Input for this task START
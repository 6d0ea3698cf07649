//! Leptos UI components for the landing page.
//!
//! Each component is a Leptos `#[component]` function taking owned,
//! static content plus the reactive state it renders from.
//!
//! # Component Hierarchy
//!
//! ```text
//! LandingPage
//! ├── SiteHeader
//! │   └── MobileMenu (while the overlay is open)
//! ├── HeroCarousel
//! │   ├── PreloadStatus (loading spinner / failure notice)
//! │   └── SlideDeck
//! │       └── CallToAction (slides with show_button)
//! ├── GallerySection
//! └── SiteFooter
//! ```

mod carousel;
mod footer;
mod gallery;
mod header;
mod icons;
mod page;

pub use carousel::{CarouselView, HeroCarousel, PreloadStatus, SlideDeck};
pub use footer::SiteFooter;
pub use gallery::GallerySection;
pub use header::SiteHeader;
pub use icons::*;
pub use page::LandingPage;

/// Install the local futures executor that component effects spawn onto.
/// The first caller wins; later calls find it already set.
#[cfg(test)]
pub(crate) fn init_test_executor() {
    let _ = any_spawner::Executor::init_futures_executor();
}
Input for this task END
Input for this task START
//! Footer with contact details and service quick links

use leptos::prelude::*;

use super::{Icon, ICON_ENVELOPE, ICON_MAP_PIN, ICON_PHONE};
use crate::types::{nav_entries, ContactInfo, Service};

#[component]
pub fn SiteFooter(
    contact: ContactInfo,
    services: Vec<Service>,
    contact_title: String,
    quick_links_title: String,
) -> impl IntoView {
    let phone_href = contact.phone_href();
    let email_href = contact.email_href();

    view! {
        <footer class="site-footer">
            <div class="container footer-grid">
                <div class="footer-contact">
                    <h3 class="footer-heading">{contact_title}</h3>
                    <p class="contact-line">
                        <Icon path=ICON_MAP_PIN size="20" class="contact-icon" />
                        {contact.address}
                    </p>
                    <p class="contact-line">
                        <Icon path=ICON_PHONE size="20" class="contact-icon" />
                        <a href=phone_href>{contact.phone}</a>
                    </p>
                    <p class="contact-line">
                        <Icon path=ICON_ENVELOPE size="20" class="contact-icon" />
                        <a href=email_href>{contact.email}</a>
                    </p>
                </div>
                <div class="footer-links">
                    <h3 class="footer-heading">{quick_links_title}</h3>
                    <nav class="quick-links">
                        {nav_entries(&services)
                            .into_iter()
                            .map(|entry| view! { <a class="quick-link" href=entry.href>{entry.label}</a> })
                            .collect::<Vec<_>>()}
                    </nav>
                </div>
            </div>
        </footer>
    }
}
Input for this task END
### Exercise aim
Show me each line of the listing above with "String" in it.

### Answer below
    contact_title: String,
    quick_links_title: String,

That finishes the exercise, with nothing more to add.